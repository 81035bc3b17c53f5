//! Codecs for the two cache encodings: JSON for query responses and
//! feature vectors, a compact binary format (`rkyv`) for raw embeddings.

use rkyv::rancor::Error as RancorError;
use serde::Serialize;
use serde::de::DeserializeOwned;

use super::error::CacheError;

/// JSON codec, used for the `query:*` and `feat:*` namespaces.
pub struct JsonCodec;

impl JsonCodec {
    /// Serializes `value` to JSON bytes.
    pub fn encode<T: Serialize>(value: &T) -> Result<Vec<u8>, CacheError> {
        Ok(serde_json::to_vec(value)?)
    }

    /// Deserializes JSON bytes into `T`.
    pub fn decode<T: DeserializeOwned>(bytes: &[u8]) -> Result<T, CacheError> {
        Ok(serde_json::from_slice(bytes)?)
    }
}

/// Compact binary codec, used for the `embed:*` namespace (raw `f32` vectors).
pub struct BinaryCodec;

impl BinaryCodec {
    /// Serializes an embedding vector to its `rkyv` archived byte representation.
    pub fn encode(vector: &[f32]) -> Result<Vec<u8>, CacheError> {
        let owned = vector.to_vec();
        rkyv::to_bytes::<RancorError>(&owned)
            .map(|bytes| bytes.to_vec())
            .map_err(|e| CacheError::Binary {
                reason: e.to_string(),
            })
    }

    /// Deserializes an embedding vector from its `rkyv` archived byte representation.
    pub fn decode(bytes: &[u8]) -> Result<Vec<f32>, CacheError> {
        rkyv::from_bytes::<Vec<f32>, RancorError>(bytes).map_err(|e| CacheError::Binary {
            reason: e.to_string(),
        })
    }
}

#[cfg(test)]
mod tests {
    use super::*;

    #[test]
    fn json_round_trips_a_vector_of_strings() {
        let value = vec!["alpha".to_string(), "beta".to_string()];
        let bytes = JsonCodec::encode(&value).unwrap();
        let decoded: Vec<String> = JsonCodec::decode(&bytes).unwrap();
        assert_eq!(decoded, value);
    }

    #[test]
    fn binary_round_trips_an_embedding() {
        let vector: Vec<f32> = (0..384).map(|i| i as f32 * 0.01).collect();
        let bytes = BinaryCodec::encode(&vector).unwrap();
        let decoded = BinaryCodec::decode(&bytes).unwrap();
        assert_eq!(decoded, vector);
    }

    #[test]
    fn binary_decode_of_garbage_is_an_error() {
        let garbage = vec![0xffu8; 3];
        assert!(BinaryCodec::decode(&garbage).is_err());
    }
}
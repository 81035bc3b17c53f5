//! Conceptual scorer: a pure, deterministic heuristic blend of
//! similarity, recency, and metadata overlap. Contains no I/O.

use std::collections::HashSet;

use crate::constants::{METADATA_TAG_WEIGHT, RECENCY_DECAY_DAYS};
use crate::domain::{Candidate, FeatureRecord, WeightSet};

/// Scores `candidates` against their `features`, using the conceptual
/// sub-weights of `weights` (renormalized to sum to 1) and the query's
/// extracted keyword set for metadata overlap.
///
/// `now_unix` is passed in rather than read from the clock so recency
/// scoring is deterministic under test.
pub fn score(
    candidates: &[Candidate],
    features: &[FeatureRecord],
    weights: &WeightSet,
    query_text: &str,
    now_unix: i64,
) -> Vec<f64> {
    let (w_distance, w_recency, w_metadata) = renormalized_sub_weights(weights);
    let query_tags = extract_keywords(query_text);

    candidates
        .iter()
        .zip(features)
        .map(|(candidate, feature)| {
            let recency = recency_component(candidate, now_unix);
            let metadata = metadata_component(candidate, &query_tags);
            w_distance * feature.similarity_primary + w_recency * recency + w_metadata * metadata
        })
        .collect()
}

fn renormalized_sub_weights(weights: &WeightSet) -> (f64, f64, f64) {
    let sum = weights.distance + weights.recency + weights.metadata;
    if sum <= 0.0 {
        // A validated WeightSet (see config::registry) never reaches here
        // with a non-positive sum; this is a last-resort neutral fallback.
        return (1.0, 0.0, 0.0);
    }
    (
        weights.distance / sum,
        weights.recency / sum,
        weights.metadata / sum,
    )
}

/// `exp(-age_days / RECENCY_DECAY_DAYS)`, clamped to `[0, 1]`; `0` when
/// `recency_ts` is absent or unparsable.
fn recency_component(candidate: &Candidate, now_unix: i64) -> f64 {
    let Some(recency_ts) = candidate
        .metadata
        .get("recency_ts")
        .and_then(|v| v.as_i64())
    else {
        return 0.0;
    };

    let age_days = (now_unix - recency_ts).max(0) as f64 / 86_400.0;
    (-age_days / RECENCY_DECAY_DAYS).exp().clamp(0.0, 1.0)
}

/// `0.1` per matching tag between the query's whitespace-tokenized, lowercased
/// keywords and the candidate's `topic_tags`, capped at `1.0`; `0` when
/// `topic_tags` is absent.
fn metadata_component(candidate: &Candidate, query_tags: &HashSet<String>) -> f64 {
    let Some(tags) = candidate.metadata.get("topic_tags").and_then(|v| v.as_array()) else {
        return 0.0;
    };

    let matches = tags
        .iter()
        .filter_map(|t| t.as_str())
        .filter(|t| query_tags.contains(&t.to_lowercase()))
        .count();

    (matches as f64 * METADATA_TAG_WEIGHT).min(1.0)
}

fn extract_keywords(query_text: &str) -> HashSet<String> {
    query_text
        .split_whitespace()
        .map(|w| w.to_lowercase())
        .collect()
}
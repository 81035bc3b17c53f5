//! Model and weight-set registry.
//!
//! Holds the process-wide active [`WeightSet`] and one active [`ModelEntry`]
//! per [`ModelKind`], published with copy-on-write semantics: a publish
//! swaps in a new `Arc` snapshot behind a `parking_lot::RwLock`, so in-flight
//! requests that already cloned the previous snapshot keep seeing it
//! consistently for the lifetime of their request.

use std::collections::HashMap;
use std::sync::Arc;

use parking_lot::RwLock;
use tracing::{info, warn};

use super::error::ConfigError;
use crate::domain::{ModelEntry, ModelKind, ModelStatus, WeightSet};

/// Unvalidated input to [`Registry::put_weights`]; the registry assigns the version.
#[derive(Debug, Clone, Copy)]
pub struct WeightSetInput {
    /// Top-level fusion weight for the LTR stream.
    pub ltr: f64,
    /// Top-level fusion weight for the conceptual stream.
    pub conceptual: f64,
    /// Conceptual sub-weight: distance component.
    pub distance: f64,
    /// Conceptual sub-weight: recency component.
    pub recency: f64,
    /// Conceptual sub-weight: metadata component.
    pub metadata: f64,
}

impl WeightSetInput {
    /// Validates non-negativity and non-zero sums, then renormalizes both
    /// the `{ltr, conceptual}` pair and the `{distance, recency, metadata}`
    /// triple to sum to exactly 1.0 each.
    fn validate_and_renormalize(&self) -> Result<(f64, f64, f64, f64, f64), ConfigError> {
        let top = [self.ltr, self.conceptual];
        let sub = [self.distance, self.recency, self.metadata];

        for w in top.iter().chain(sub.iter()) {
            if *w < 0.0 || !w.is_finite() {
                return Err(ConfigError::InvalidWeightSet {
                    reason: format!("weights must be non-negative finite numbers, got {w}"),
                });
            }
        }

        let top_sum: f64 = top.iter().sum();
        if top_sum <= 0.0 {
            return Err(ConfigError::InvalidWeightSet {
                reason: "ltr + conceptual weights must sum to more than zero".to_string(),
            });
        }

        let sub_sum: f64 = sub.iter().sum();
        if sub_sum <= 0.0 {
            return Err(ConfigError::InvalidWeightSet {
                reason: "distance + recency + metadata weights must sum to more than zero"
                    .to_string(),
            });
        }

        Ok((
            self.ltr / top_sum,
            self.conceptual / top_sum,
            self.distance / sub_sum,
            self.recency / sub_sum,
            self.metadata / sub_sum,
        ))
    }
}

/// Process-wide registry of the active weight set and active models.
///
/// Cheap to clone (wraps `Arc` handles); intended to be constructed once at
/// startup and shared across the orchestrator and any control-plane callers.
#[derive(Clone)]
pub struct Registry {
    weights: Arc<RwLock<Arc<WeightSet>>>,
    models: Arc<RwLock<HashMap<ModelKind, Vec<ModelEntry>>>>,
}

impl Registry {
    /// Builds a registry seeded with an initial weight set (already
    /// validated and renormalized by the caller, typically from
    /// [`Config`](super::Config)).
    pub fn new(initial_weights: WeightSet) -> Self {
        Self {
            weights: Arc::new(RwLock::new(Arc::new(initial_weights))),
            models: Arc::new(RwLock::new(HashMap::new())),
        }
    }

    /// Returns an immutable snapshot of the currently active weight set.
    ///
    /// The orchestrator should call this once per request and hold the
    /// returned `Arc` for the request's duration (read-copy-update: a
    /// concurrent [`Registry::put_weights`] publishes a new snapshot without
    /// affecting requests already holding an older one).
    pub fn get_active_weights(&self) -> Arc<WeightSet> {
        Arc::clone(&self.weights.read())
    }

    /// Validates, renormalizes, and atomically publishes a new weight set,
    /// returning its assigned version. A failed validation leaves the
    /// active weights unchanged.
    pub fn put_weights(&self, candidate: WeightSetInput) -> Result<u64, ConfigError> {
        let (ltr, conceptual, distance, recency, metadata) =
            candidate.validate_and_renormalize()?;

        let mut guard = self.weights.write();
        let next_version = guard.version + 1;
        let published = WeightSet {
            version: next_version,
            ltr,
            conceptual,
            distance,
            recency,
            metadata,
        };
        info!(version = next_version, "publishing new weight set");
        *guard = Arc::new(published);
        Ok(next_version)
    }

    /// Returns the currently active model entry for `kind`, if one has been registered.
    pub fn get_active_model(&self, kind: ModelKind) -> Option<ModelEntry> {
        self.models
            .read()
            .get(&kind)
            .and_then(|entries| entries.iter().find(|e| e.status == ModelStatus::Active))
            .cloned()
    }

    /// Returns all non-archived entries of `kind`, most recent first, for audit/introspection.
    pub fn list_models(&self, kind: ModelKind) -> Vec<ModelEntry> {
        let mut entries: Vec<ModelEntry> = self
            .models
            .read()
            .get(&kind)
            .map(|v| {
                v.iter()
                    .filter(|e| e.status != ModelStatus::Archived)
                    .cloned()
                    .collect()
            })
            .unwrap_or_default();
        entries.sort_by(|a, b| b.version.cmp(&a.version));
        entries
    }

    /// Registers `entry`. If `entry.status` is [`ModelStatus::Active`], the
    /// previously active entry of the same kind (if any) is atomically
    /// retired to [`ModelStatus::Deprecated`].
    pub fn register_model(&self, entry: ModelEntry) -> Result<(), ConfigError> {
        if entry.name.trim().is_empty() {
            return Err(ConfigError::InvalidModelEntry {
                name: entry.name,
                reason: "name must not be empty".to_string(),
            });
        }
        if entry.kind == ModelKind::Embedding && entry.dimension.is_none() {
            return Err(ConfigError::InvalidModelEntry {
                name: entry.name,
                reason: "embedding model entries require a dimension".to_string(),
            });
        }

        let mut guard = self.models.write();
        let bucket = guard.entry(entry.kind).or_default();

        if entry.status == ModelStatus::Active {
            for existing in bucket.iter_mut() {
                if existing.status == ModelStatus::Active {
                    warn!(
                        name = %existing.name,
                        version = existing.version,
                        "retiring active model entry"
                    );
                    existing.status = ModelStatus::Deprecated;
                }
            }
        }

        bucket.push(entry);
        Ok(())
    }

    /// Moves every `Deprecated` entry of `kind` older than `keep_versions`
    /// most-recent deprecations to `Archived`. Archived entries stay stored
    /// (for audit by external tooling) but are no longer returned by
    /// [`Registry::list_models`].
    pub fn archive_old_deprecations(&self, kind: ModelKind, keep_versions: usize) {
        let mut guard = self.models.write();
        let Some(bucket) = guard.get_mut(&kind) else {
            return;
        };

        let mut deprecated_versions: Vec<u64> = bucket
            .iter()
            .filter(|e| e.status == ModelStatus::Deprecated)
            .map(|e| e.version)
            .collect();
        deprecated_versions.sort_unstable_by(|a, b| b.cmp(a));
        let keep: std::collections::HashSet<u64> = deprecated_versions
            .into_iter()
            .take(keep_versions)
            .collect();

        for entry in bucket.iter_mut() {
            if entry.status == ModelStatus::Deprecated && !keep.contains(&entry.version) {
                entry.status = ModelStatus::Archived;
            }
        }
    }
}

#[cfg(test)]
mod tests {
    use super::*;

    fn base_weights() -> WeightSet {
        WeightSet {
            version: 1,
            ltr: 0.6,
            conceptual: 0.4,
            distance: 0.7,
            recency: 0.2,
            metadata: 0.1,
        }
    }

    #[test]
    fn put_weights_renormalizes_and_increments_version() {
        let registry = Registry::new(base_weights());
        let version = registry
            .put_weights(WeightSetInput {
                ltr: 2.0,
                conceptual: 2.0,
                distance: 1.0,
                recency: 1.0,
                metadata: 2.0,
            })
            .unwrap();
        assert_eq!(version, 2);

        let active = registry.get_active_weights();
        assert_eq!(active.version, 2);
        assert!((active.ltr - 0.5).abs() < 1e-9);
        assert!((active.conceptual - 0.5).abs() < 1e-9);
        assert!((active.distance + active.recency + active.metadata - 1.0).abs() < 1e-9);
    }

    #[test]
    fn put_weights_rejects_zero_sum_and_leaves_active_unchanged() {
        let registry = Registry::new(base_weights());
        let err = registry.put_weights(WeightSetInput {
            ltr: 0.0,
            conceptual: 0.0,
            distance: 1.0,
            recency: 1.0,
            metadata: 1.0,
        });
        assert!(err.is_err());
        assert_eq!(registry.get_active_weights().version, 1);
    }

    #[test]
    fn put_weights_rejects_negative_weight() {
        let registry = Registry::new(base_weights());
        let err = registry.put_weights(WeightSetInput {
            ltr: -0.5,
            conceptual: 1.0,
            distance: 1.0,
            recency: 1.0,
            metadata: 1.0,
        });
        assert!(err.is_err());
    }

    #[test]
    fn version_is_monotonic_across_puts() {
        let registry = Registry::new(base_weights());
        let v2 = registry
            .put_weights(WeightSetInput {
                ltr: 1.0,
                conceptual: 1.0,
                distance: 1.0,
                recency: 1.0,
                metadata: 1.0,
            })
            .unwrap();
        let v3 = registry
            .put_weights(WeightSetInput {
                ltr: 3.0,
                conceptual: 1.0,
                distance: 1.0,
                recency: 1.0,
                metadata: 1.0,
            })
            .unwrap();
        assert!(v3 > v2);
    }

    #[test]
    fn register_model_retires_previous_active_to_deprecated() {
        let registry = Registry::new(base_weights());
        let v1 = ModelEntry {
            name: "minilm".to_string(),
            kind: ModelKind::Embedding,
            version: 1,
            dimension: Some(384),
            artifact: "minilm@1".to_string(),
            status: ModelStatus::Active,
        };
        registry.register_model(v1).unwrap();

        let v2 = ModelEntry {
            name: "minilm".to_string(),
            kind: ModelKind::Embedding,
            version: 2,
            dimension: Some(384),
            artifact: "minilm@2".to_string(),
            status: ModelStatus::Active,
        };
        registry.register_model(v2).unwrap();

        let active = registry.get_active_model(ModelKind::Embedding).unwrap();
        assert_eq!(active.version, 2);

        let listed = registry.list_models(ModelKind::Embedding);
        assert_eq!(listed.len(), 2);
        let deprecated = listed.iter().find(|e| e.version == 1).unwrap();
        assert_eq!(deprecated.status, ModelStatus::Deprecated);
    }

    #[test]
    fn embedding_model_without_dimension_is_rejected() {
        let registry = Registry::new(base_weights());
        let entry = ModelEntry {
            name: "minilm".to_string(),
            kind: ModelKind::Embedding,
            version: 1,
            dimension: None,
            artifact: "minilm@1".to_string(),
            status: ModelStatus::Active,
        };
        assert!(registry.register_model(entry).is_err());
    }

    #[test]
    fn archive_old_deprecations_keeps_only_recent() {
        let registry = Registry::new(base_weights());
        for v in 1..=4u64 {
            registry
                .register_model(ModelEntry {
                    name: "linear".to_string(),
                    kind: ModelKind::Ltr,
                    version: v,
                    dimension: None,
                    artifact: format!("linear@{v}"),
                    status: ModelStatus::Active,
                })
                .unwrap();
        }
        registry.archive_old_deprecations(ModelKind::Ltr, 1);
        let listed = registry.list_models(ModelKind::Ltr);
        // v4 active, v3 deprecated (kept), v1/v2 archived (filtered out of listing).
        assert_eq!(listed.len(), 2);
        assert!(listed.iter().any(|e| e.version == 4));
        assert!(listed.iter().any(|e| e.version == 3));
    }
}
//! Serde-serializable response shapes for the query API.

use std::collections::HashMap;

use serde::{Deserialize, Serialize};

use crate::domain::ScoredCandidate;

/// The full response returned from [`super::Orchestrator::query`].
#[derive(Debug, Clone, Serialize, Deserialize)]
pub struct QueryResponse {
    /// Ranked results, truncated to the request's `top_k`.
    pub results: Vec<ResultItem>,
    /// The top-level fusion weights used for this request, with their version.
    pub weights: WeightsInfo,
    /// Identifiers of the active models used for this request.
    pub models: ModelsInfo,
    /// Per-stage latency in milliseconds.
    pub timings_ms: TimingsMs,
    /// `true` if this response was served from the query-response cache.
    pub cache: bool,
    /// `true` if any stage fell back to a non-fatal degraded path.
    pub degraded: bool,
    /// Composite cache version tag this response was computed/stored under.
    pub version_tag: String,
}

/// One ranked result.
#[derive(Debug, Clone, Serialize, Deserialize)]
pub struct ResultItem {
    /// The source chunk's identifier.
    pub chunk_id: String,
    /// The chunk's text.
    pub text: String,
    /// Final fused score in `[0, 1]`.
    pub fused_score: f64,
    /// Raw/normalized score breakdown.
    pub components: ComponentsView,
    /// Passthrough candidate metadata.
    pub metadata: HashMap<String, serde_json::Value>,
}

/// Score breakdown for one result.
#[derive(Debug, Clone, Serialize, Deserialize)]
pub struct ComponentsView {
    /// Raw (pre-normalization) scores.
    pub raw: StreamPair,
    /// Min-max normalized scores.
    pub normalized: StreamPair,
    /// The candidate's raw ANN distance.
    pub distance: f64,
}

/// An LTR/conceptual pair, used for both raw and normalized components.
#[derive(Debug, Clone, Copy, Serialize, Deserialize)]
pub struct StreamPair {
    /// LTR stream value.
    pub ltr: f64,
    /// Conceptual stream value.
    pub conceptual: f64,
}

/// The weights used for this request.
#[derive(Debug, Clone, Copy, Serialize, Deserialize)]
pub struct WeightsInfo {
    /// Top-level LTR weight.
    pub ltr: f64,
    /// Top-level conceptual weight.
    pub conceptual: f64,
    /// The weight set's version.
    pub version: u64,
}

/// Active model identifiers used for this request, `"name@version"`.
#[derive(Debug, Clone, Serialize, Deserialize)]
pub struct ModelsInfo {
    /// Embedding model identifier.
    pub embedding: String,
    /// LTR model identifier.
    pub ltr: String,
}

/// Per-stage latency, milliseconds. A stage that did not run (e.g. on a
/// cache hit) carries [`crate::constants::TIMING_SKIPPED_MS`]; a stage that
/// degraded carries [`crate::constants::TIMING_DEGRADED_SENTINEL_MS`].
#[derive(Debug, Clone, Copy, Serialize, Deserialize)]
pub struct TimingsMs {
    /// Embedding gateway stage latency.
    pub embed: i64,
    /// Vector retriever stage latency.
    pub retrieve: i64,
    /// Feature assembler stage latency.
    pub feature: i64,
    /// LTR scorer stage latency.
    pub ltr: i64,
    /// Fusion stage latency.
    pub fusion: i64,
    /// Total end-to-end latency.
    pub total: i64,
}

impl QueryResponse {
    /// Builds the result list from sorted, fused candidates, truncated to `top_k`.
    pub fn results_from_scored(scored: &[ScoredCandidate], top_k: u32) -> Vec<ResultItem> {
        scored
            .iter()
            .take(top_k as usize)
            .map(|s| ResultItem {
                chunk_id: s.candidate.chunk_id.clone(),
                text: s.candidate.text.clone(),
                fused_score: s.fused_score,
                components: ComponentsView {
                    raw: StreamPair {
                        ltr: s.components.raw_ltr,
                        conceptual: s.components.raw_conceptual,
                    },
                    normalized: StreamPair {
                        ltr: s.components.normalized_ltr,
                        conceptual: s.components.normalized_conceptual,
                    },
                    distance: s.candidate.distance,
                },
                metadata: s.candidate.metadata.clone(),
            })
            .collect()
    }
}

══════

-- Work instructions --
Wherever a line of the data holds "snapshot", copy that line.

-- Response to the task --
//! swaps in a new `Arc` snapshot behind a `parking_lot::RwLock`, so in-flight
//! requests that already cloned the previous snapshot keep seeing it
    /// Returns an immutable snapshot of the currently active weight set.
    /// concurrent [`Registry::put_weights`] publishes a new snapshot without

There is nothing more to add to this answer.